Where in the World

where in the world

Abuja—Nigerian President Goodluck Jonathan passed the Same Sex Marriage Prohibition Act on January 7 making any association with gay organizations, clubs or involvement in a homosexual relationship punishable by imprisonment.While the president’s spokesman Reuben Abati remarked that “Nigerians are pleased with it,” many citizens are referring to the legislation as the “Jail the Gays” law. Dozens have reportedly been arrested under this new law, whose passing was shrouded in secrecy, and allegations of torture have already surfaced. The UN is calling the law a violation of basic human rights in Africa’s most populous country.

Volgograd—On January 15, a shootout between Russian security forces and Islamist militants left seven dead during a sweep for the militants who have threatened attacks at the Winter Olympics at Sochi in February. The incident comes at a precarious time when Russia is already in a critical state with the world’s eyes fixed on a nation surrounded by political and social turmoil. Russian President Vladimir Putin has stepped up security, particularly in areas of the country soon to be inundated by athletes and tourists, with increased presence of personnel and broader powers of oversight on the internet.

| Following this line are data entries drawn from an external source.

use axum::{
    routing::{get, post},
    Router,
};
use sqlx::sqlite::SqlitePool;
use std::sync::Arc;
use tower_cookies::CookieManagerLayer;
use tower_http::{cors::CorsLayer, trace::TraceLayer};
use tracing_subscriber::{layer::SubscriberExt, util::SubscriberInitExt};

mod api;
mod auth;
mod state;

use signbank_backend::config;
use signbank_backend::db;
use state::AppState;

#[tokio::main]
async fn main() -> anyhow::Result<()> {
    tracing_subscriber::registry()
        .with(
            tracing_subscriber::EnvFilter::try_from_default_env()
                .unwrap_or_else(|_| "signbank_backend=debug,tower_http=debug".into()),
        )
        .with(tracing_subscriber::fmt::layer())
        .init();

    // Load configuration
    let app_config = config::config();
    tracing::info!(
        "Server will listen on {}:{}",
        app_config.server.host,
        app_config.server.port
    );

    // Create data directory if not exists
    let data_dir = app_config.get_data_dir();
    if !data_dir.exists() {
        std::fs::create_dir_all(&data_dir)?;
        tracing::info!("Created data directory: {:?}", data_dir);
    }

    let database_url =
        std::env::var("DATABASE_URL").unwrap_or_else(|_| app_config.get_database_url());

    let pool = SqlitePool::connect(&database_url).await?;

    db::run_migrations(&pool).await?;

    let state = Arc::new(AppState::new(pool));

    let app = Router::new()
        .route("/api/health", get(api::server::health_check))
        .route("/api/auth/login", post(api::auth::login))
        .route("/api/auth/logout", post(api::auth::logout))
        .route("/api/auth/me", get(api::auth::me))
        .route("/api/dictionary/search", get(api::dictionary::search))
        .route("/api/dictionary/categories", get(api::dictionary::categories))
        .route("/api/dictionary/words/:keyword/:n", get(api::dictionary::word))
        .route("/api/dictionary/gloss/:idgloss", get(api::dictionary::gloss_detail))
        .layer(TraceLayer::new_for_http())
        .layer(CookieManagerLayer::new())
        .layer(CorsLayer::permissive())
        .with_state(state);

    let bind_addr = app_config.get_bind_address();
    let listener = tokio::net::TcpListener::bind(&bind_addr).await?;

    tracing::info!("Server running at http://{}", bind_addr);

    axum::serve(listener, app).await?;

    Ok(())
}
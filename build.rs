use chrono::Utc;

fn main() {
    // Embed build time for the health endpoint
    let build_time = Utc::now().format("%Y-%m-%d %H:%M:%S UTC").to_string();
    println!("cargo:rustc-env=BUILD_TIME={}", build_time);

    println!("cargo:rerun-if-changed=build.rs");
}
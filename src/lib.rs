pub mod config;
pub mod db;
pub mod dictionary;
pub mod models;
pub mod tags;
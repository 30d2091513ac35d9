use axum::{extract::State, http::StatusCode, Json};
use serde::Deserialize;
use serde_json::{json, Value};
use std::sync::Arc;
use tower_cookies::{Cookie, Cookies};

use signbank_backend::models::User;

use crate::auth::{
    create_session, current_session, delete_session, load_capabilities, SESSION_COOKIE_NAME,
};
use crate::state::AppState;

#[derive(Debug, Deserialize)]
pub struct LoginRequest {
    pub username: String,
    pub password: String,
}

pub async fn login(
    State(state): State<Arc<AppState>>,
    cookies: Cookies,
    Json(req): Json<LoginRequest>,
) -> Result<Json<Value>, (StatusCode, Json<Value>)> {
    let user: Option<User> = sqlx::query_as(
        "SELECT id, username, password_hash, enabled, created_at, updated_at \
         FROM users WHERE username = ?",
    )
    .bind(&req.username)
    .fetch_optional(&state.db)
    .await
    .map_err(|e| {
        tracing::error!("Login query failed: {}", e);
        (
            StatusCode::INTERNAL_SERVER_ERROR,
            Json(json!({ "error": "Internal error" })),
        )
    })?;

    let Some(user) = user else {
        return Err((
            StatusCode::UNAUTHORIZED,
            Json(json!({ "error": "Invalid username or password" })),
        ));
    };

    if !user.enabled {
        return Err((
            StatusCode::FORBIDDEN,
            Json(json!({ "error": "Account is disabled" })),
        ));
    }

    let valid = bcrypt::verify(&req.password, &user.password_hash).unwrap_or(false);
    if !valid {
        return Err((
            StatusCode::UNAUTHORIZED,
            Json(json!({ "error": "Invalid username or password" })),
        ));
    }

    let token = create_session(&user.id, &state.db).await.map_err(|e| {
        tracing::error!("Failed to create session: {}", e);
        (
            StatusCode::INTERNAL_SERVER_ERROR,
            Json(json!({ "error": "Internal error" })),
        )
    })?;

    let mut cookie = Cookie::new(SESSION_COOKIE_NAME, token);
    cookie.set_path("/");
    cookie.set_http_only(true);
    cookies.add(cookie);

    tracing::info!("User logged in: {}", req.username);

    Ok(Json(json!({ "success": true, "username": req.username })))
}

pub async fn logout(State(state): State<Arc<AppState>>, cookies: Cookies) -> Json<Value> {
    if let Some(cookie) = cookies.get(SESSION_COOKIE_NAME) {
        let _ = delete_session(cookie.value(), &state.db).await;
        let mut removal = Cookie::new(SESSION_COOKIE_NAME, "");
        removal.set_path("/");
        cookies.remove(removal);
    }
    Json(json!({ "success": true }))
}

/// GET /api/auth/me - who the current session belongs to
pub async fn me(State(state): State<Arc<AppState>>, cookies: Cookies) -> Json<Value> {
    match current_session(&cookies, &state.db).await {
        Some(session) => {
            let capabilities: Vec<&str> = load_capabilities(&session.user_id, &state.db)
                .await
                .into_iter()
                .map(|c| c.as_str())
                .collect();
            Json(json!({
                "authenticated": true,
                "username": session.username,
                "capabilities": capabilities,
            }))
        }
        None => Json(json!({ "authenticated": false })),
    }
}
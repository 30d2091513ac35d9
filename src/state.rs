use signbank_backend::tags::SqliteTagStore;
use sqlx::SqlitePool;

/// Shared application state handed to every handler
pub struct AppState {
    pub db: SqlitePool,
    pub tags: SqliteTagStore,
}

impl AppState {
    pub fn new(db: SqlitePool) -> Self {
        let tags = SqliteTagStore::new(db.clone());
        Self { db, tags }
    }
}
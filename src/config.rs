//! Application configuration module
//!
//! Manages application configuration loaded from config.json.
//! Creates a default config file on first run.

use once_cell::sync::OnceCell;
use parking_lot::RwLock;
use serde::{Deserialize, Serialize};
use std::path::{Path, PathBuf};
use std::sync::Arc;

/// Global configuration instance
static CONFIG: OnceCell<Arc<RwLock<AppConfig>>> = OnceCell::new();

/// Application configuration
#[derive(Debug, Clone, Serialize, Deserialize)]
pub struct AppConfig {
    /// Server configuration
    pub server: ServerConfig,
    /// Database configuration
    pub database: DatabaseConfig,
    /// Dictionary policy configuration
    pub dictionary: DictionaryConfig,
}

/// Server configuration
#[derive(Debug, Clone, Serialize, Deserialize)]
pub struct ServerConfig {
    /// Server host address
    pub host: String,
    /// Server port
    pub port: u16,
}

/// Database configuration
#[derive(Debug, Clone, Serialize, Deserialize)]
pub struct DatabaseConfig {
    /// Data directory path
    pub data_dir: String,
    /// Main database file path (relative to data_dir)
    pub db_file: String,
}

/// Dictionary policy configuration.
///
/// These flags are passed into the dictionary core explicitly rather than
/// read as ambient state, so every search/resolve call is a pure function
/// of its inputs.
#[derive(Debug, Clone, Serialize, Deserialize)]
pub struct DictionaryConfig {
    /// Require a logged-in session for any dictionary access
    pub always_require_login: bool,
    /// Filter crude-tagged signs out of anonymous searches
    pub anon_safe_search: bool,
    /// Show dictionary position and next/previous links on gloss pages
    pub sign_navigation: bool,
    /// Results per page in search output
    pub page_size: usize,
    /// Tag values search may be restricted to; anything else means "all"
    pub categories: Vec<String>,
    /// Tags that may be attached to a gloss
    pub allowed_tags: Vec<String>,
    /// Tag marking signs suppressed by safe search
    pub crude_tag: String,
}

impl Default for AppConfig {
    fn default() -> Self {
        Self {
            server: ServerConfig::default(),
            database: DatabaseConfig::default(),
            dictionary: DictionaryConfig::default(),
        }
    }
}

impl Default for ServerConfig {
    fn default() -> Self {
        Self {
            host: "0.0.0.0".to_string(),
            port: 8280,
        }
    }
}

impl Default for DatabaseConfig {
    fn default() -> Self {
        Self {
            data_dir: "data".to_string(),
            db_file: "signbank.db".to_string(),
        }
    }
}

impl Default for DictionaryConfig {
    fn default() -> Self {
        Self {
            always_require_login: false,
            anon_safe_search: true,
            sign_navigation: true,
            page_size: 50,
            categories: vec![
                "semantic:health".to_string(),
                "semantic:education".to_string(),
            ],
            allowed_tags: vec![
                "lexis:crude".to_string(),
                "lexis:doubtlex".to_string(),
                "lexis:obsolete".to_string(),
                "lexis:proper name".to_string(),
                "lexis:regional".to_string(),
                "lexis:technical".to_string(),
                "semantic:health".to_string(),
                "semantic:education".to_string(),
                "phonology:alternating".to_string(),
                "phonology:onehand".to_string(),
            ],
            crude_tag: "lexis:crude".to_string(),
        }
    }
}

impl AppConfig {
    /// Get the full database URL
    pub fn get_database_url(&self) -> String {
        let db_path = Path::new(&self.database.data_dir).join(&self.database.db_file);
        format!("sqlite:{}?mode=rwc", db_path.to_string_lossy())
    }

    /// Get the full data directory path
    pub fn get_data_dir(&self) -> PathBuf {
        PathBuf::from(&self.database.data_dir)
    }

    /// Get the server bind address
    pub fn get_bind_address(&self) -> String {
        format!("{}:{}", self.server.host, self.server.port)
    }
}

impl DictionaryConfig {
    /// Normalize a requested search category to a registered one.
    ///
    /// Unknown or empty tokens fall back to "all" rather than failing.
    pub fn normalize_category<'a>(&'a self, category: &'a str) -> &'a str {
        if category.is_empty() || category == "all" {
            "all"
        } else if self.categories.iter().any(|c| c == category) {
            category
        } else {
            "all"
        }
    }
}

/// Get the config file path
fn get_config_path() -> PathBuf {
    std::env::current_dir()
        .unwrap_or_else(|_| PathBuf::from("."))
        .join("config.json")
}

/// Load configuration from file, or create default if not exists
pub fn load_config() -> Result<AppConfig, String> {
    let config_path = get_config_path();

    if config_path.exists() {
        let content = std::fs::read_to_string(&config_path)
            .map_err(|e| format!("Failed to read config file: {}", e))?;

        let config: AppConfig = serde_json::from_str(&content)
            .map_err(|e| format!("Failed to parse config file: {}", e))?;

        tracing::info!("Loaded configuration from {:?}", config_path);
        Ok(config)
    } else {
        let config = AppConfig::default();
        save_config(&config)?;
        tracing::info!("Created default configuration at {:?}", config_path);
        Ok(config)
    }
}

/// Save configuration to file
pub fn save_config(config: &AppConfig) -> Result<(), String> {
    let config_path = get_config_path();

    let content = serde_json::to_string_pretty(config)
        .map_err(|e| format!("Failed to serialize config: {}", e))?;

    std::fs::write(&config_path, content)
        .map_err(|e| format!("Failed to write config file: {}", e))?;

    Ok(())
}

/// Get global configuration instance
pub fn get_config() -> Arc<RwLock<AppConfig>> {
    CONFIG
        .get_or_init(|| {
            let config = load_config().unwrap_or_default();
            Arc::new(RwLock::new(config))
        })
        .clone()
}

/// Get a read-only snapshot of current config
pub fn config() -> AppConfig {
    get_config().read().clone()
}
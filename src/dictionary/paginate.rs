//! Result pagination with forgiving fallbacks: a request for a page that
//! is missing, malformed or out of range never fails, it lands on the
//! nearest valid page.

use serde::Serialize;

/// Metadata describing one page of results
#[derive(Debug, Clone, PartialEq, Eq, Serialize)]
pub struct PageInfo {
    /// 1-based page number actually served
    pub number: usize,
    pub total_pages: usize,
    pub total_items: usize,
    pub has_previous: bool,
    pub has_next: bool,
}

/// One page sliced out of an ordered result list
#[derive(Debug, Clone)]
pub struct Page<T> {
    pub items: Vec<T>,
    pub info: PageInfo,
}

/// Slice `items` into the requested page.
///
/// `requested` is the raw query-string value: absent or unparseable values
/// fall back to page 1, values past the end clamp to the last page. An empty
/// input yields an empty page numbered 1 with a single total page.
pub fn paginate<T: Clone>(items: &[T], page_size: usize, requested: Option<&str>) -> Page<T> {
    let page_size = page_size.max(1);
    let total_items = items.len();
    let total_pages = if total_items == 0 {
        1
    } else {
        (total_items + page_size - 1) / page_size
    };

    let number = match requested.map(str::trim) {
        Some(s) => match s.parse::<usize>() {
            Ok(n) if n >= 1 => n.min(total_pages),
            // A digit string too large for the integer type is still a
            // number past the end, not a malformed page
            Err(_) if !s.is_empty() && s.bytes().all(|b| b.is_ascii_digit()) => total_pages,
            _ => 1,
        },
        None => 1,
    };

    let start = (number - 1) * page_size;
    let end = (start + page_size).min(total_items);
    let items = if start >= total_items {
        Vec::new()
    } else {
        items[start..end].to_vec()
    };

    Page {
        items,
        info: PageInfo {
            number,
            total_pages,
            total_items,
            has_previous: number > 1,
            has_next: number < total_pages,
        },
    }
}
//! Gloss position and next/previous navigation over the sign-number order.
//!
//! Sign numbers are unique but gappy, so a gloss's position is its rank in
//! ascending `sn` order among the glosses the viewer may see, not the raw
//! `sn` value.

use serde::Serialize;
use sqlx::SqlitePool;

use crate::models::{Gloss, GLOSS_COLUMNS};

use super::DictionaryError;

/// Next/previous links for a gloss page
#[derive(Debug, Clone, Serialize)]
pub struct Navigation {
    pub next: Option<Gloss>,
    pub prev: Option<Gloss>,
}

/// Compute (ordinal, total) for a gloss among the considered glosses: all of
/// them for staff, only web-visible ones otherwise.
///
/// A gloss with no sign number has no position and yields (0, 0).
pub async fn position(
    pool: &SqlitePool,
    gloss: &Gloss,
    see_all: bool,
) -> Result<(i64, i64), DictionaryError> {
    let Some(sn) = gloss.sn else {
        return Ok((0, 0));
    };

    let (total_sql, before_sql) = if see_all {
        (
            "SELECT COUNT(*) FROM glosses",
            "SELECT COUNT(*) FROM glosses WHERE sn < ?",
        )
    } else {
        (
            "SELECT COUNT(*) FROM glosses WHERE in_web = 1",
            "SELECT COUNT(*) FROM glosses WHERE in_web = 1 AND sn < ?",
        )
    };

    let total: i64 = sqlx::query_scalar(total_sql).fetch_one(pool).await?;
    let before: i64 = sqlx::query_scalar(before_sql)
        .bind(sn)
        .fetch_one(pool)
        .await?;

    Ok((before + 1, total))
}

/// Find the next gloss in dictionary order, None at the end or when the
/// gloss has no sign number
pub async fn next_gloss(
    pool: &SqlitePool,
    gloss: &Gloss,
    see_all: bool,
) -> Result<Option<Gloss>, DictionaryError> {
    let Some(sn) = gloss.sn else {
        return Ok(None);
    };

    let sql = if see_all {
        format!("SELECT {GLOSS_COLUMNS} FROM glosses WHERE sn > ? ORDER BY sn ASC LIMIT 1")
    } else {
        format!(
            "SELECT {GLOSS_COLUMNS} FROM glosses WHERE sn > ? AND in_web = 1 ORDER BY sn ASC LIMIT 1"
        )
    };

    Ok(sqlx::query_as(&sql).bind(sn).fetch_optional(pool).await?)
}

/// Find the previous gloss in dictionary order
pub async fn prev_gloss(
    pool: &SqlitePool,
    gloss: &Gloss,
    see_all: bool,
) -> Result<Option<Gloss>, DictionaryError> {
    let Some(sn) = gloss.sn else {
        return Ok(None);
    };

    let sql = if see_all {
        format!("SELECT {GLOSS_COLUMNS} FROM glosses WHERE sn < ? ORDER BY sn DESC LIMIT 1")
    } else {
        format!(
            "SELECT {GLOSS_COLUMNS} FROM glosses WHERE sn < ? AND in_web = 1 ORDER BY sn DESC LIMIT 1"
        )
    };

    Ok(sqlx::query_as(&sql).bind(sn).fetch_optional(pool).await?)
}

/// Both neighbor links in one structure, for the gloss page
pub async fn navigation(
    pool: &SqlitePool,
    gloss: &Gloss,
    see_all: bool,
) -> Result<Navigation, DictionaryError> {
    Ok(Navigation {
        next: next_gloss(pool, gloss, see_all).await?,
        prev: prev_gloss(pool, gloss, see_all).await?,
    })
}

#[cfg(test)]
mod tests {
    use super::*;
    use crate::db;
    use crate::dictionary::testutil::{insert_gloss, memory_pool};
    use crate::models::GLOSS_COLUMNS;

    async fn gloss_by_sn(pool: &SqlitePool, sn: i64) -> Gloss {
        sqlx::query_as(&format!("SELECT {GLOSS_COLUMNS} FROM glosses WHERE sn = ?"))
            .bind(sn)
            .fetch_one(pool)
            .await
            .unwrap()
    }

    #[tokio::test]
    async fn test_rank_ignores_sequence_gaps() {
        let pool = memory_pool().await;
        db::run_migrations(&pool).await.unwrap();

        insert_gloss(&pool, "ONE", Some(1), true).await;
        insert_gloss(&pool, "THREE", Some(3), true).await;
        insert_gloss(&pool, "SEVEN", Some(7), true).await;

        let three = gloss_by_sn(&pool, 3).await;
        assert_eq!(position(&pool, &three, true).await.unwrap(), (2, 3));

        let seven = gloss_by_sn(&pool, 7).await;
        assert_eq!(position(&pool, &seven, true).await.unwrap(), (3, 3));
    }

    #[tokio::test]
    async fn test_position_without_sn_is_zero() {
        let pool = memory_pool().await;
        db::run_migrations(&pool).await.unwrap();

        insert_gloss(&pool, "ONE", Some(1), true).await;
        let unplaced_id = insert_gloss(&pool, "UNPLACED", None, true).await;

        let unplaced: Gloss =
            sqlx::query_as(&format!("SELECT {GLOSS_COLUMNS} FROM glosses WHERE id = ?"))
                .bind(unplaced_id)
                .fetch_one(&pool)
                .await
                .unwrap();

        assert_eq!(position(&pool, &unplaced, true).await.unwrap(), (0, 0));
        assert!(next_gloss(&pool, &unplaced, true).await.unwrap().is_none());
        assert!(prev_gloss(&pool, &unplaced, true).await.unwrap().is_none());
    }

    #[tokio::test]
    async fn test_public_position_counts_only_web_glosses() {
        let pool = memory_pool().await;
        db::run_migrations(&pool).await.unwrap();

        insert_gloss(&pool, "ONE", Some(1), true).await;
        insert_gloss(&pool, "HIDDEN", Some(2), false).await;
        insert_gloss(&pool, "FIVE", Some(5), true).await;

        let five = gloss_by_sn(&pool, 5).await;
        assert_eq!(position(&pool, &five, false).await.unwrap(), (2, 2));
        assert_eq!(position(&pool, &five, true).await.unwrap(), (3, 3));
    }

    #[tokio::test]
    async fn test_next_and_prev_skip_invisible_glosses() {
        let pool = memory_pool().await;
        db::run_migrations(&pool).await.unwrap();

        insert_gloss(&pool, "ONE", Some(1), true).await;
        insert_gloss(&pool, "HIDDEN", Some(2), false).await;
        insert_gloss(&pool, "FIVE", Some(5), true).await;

        let one = gloss_by_sn(&pool, 1).await;

        let staff_next = next_gloss(&pool, &one, true).await.unwrap().unwrap();
        assert_eq!(staff_next.idgloss, "HIDDEN");

        let public_next = next_gloss(&pool, &one, false).await.unwrap().unwrap();
        assert_eq!(public_next.idgloss, "FIVE");

        let five = gloss_by_sn(&pool, 5).await;
        let public_prev = prev_gloss(&pool, &five, false).await.unwrap().unwrap();
        assert_eq!(public_prev.idgloss, "ONE");

        // Boundaries
        assert!(prev_gloss(&pool, &one, true).await.unwrap().is_none());
        assert!(next_gloss(&pool, &five, true).await.unwrap().is_none());
    }
}
//! Session cookie authentication and viewer resolution.
//!
//! The dictionary core only ever sees a [`Viewer`]; this module turns the
//! incoming session cookie into one, falling back to the anonymous
//! general-public viewer when there is no valid session.

use std::collections::HashSet;

use sqlx::SqlitePool;
use tower_cookies::Cookies;

use signbank_backend::dictionary::{Capability, Viewer};

pub const SESSION_COOKIE_NAME: &str = "session_token";

/// Session lifetime: 7 days
const SESSION_TTL_SECONDS: i64 = 7 * 24 * 60 * 60;

/// A resolved login session
#[derive(Debug, Clone)]
pub struct Session {
    pub user_id: String,
    pub username: String,
}

/// Verify a session token against the store
async fn verify_session_token(token: &str, pool: &SqlitePool) -> Result<Session, String> {
    let row: Option<(String, String, bool)> = sqlx::query_as(
        "SELECT u.id, u.username, u.enabled FROM user_sessions s \
         JOIN users u ON u.id = s.user_id \
         WHERE s.token = ? AND s.expires_at > ?",
    )
    .bind(token)
    .bind(chrono::Utc::now().timestamp())
    .fetch_optional(pool)
    .await
    .map_err(|_| "Failed to verify session".to_string())?;

    match row {
        Some((user_id, username, true)) => Ok(Session { user_id, username }),
        Some((_, _, false)) => Err("Account is disabled".to_string()),
        None => Err("Invalid or expired session".to_string()),
    }
}

/// Load the capability grants for a user
pub async fn load_capabilities(user_id: &str, pool: &SqlitePool) -> HashSet<Capability> {
    let rows: Vec<(String,)> =
        sqlx::query_as("SELECT capability FROM user_capabilities WHERE user_id = ?")
            .bind(user_id)
            .fetch_all(pool)
            .await
            .unwrap_or_default();

    let mut capabilities = HashSet::new();
    for (name,) in rows {
        match Capability::parse(&name) {
            Some(capability) => {
                capabilities.insert(capability);
            }
            None => tracing::warn!("Unknown capability grant ignored: {}", name),
        }
    }
    capabilities
}

/// Resolve the session behind the request's cookie, if any
pub async fn current_session(cookies: &Cookies, pool: &SqlitePool) -> Option<Session> {
    let token = cookies.get(SESSION_COOKIE_NAME)?.value().to_string();
    match verify_session_token(&token, pool).await {
        Ok(session) => Some(session),
        Err(msg) => {
            tracing::debug!("Session rejected: {}", msg);
            None
        }
    }
}

/// Resolve the viewer a request runs as, anonymous when not logged in
pub async fn current_viewer(cookies: &Cookies, pool: &SqlitePool) -> Viewer {
    match current_session(cookies, pool).await {
        Some(session) => {
            let capabilities = load_capabilities(&session.user_id, pool).await;
            Viewer::authenticated(capabilities)
        }
        None => Viewer::anonymous(),
    }
}

/// Create a session for a user, replacing any previous one
pub async fn create_session(user_id: &str, pool: &SqlitePool) -> Result<String, String> {
    use rand::Rng;
    let token: String = rand::thread_rng()
        .sample_iter(&rand::distributions::Alphanumeric)
        .take(64)
        .map(char::from)
        .collect();

    let now = chrono::Utc::now();
    let expires_at = now.timestamp() + SESSION_TTL_SECONDS;

    let _ = sqlx::query("DELETE FROM user_sessions WHERE user_id = ?")
        .bind(user_id)
        .execute(pool)
        .await;

    sqlx::query(
        "INSERT INTO user_sessions (token, user_id, expires_at, created_at) VALUES (?, ?, ?, ?)",
    )
    .bind(&token)
    .bind(user_id)
    .bind(expires_at)
    .bind(now.to_rfc3339())
    .execute(pool)
    .await
    .map_err(|_| "Failed to create session".to_string())?;

    Ok(token)
}

/// Delete a session (logout)
pub async fn delete_session(token: &str, pool: &SqlitePool) -> Result<(), String> {
    sqlx::query("DELETE FROM user_sessions WHERE token = ?")
        .bind(token)
        .execute(pool)
        .await
        .map_err(|_| "Failed to delete session".to_string())?;
    Ok(())
}

#[cfg(test)]
mod tests {
    use super::*;
    use signbank_backend::db;

    async fn memory_pool() -> SqlitePool {
        // One connection so every query sees the same in-memory database
        sqlx::sqlite::SqlitePoolOptions::new()
            .max_connections(1)
            .connect("sqlite::memory:")
            .await
            .unwrap()
    }

    async fn setup_user(pool: &SqlitePool, username: &str, enabled: bool) -> String {
        let id = uuid::Uuid::new_v4().to_string();
        let now = chrono::Utc::now().to_rfc3339();
        sqlx::query(
            "INSERT INTO users (id, username, password_hash, enabled, created_at, updated_at) \
             VALUES (?, ?, ?, ?, ?, ?)",
        )
        .bind(&id)
        .bind(username)
        .bind("x")
        .bind(enabled)
        .bind(&now)
        .bind(&now)
        .execute(pool)
        .await
        .unwrap();
        id
    }

    #[tokio::test]
    async fn test_session_round_trip() {
        let pool = memory_pool().await;
        db::run_migrations(&pool).await.unwrap();
        let user_id = setup_user(&pool, "staff", true).await;

        let token = create_session(&user_id, &pool).await.unwrap();
        let session = verify_session_token(&token, &pool).await.unwrap();
        assert_eq!(session.username, "staff");

        // A second login invalidates the first token
        let token2 = create_session(&user_id, &pool).await.unwrap();
        assert!(verify_session_token(&token, &pool).await.is_err());
        assert!(verify_session_token(&token2, &pool).await.is_ok());

        delete_session(&token2, &pool).await.unwrap();
        assert!(verify_session_token(&token2, &pool).await.is_err());
    }

    #[tokio::test]
    async fn test_disabled_user_session_is_rejected() {
        let pool = memory_pool().await;
        db::run_migrations(&pool).await.unwrap();
        let user_id = setup_user(&pool, "gone", false).await;

        let token = create_session(&user_id, &pool).await.unwrap();
        assert!(verify_session_token(&token, &pool).await.is_err());
    }

    #[tokio::test]
    async fn test_capabilities_ignore_unknown_grants() {
        let pool = memory_pool().await;
        db::run_migrations(&pool).await.unwrap();
        let user_id = setup_user(&pool, "staff", true).await;

        for name in ["search_gloss", "update_video"] {
            sqlx::query("INSERT INTO user_capabilities (user_id, capability) VALUES (?, ?)")
                .bind(&user_id)
                .bind(name)
                .execute(&pool)
                .await
                .unwrap();
        }

        let capabilities = load_capabilities(&user_id, &pool).await;
        assert_eq!(capabilities.len(), 1);
        assert!(capabilities.contains(&Capability::SearchGloss));
    }
}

Beijing—The air quality of China’s capital city has long been a concern for both residents and travelers, but as of late, there is additional concern: the levels of air pollution in the city recently spiked. The World Health Organization recommends a limit of 25 micrograms per cubic feet of air with particulates smaller than 2.5 microns. The city recorded a recent high of 886 micrograms, more than 35 times the recommended amount. Hospitals in Beijing and pediatric units in particular are seeing record numbers of patients with bronchitis, asthma, pneumonia and other such respiratory illness. One study estimates that in 2010 alone, air pollution in the country contributed to an estimated 1.2 million premature deaths.

Washington, D.C.—The Air Force says 34 nuclear missile launch officers, ranging from 2nd lieutenants to captains, were involved in a cheating scandal this month over a routine proficiency test. Those involved reportedly texted each other answers on how to operate missiles. To add insult to injury, the scandal was uncovered during an investigation on drug allegations involving six Air Force bases in the United States and England. The officers involved in the incident have all been stripped of their security clearances and certification. The scandal comes less than a year after 17 officers in charge of nuclear missiles at Minot Air Force Base in North Dakota lost their authority to launch missiles when they received a “D” rating on inspection.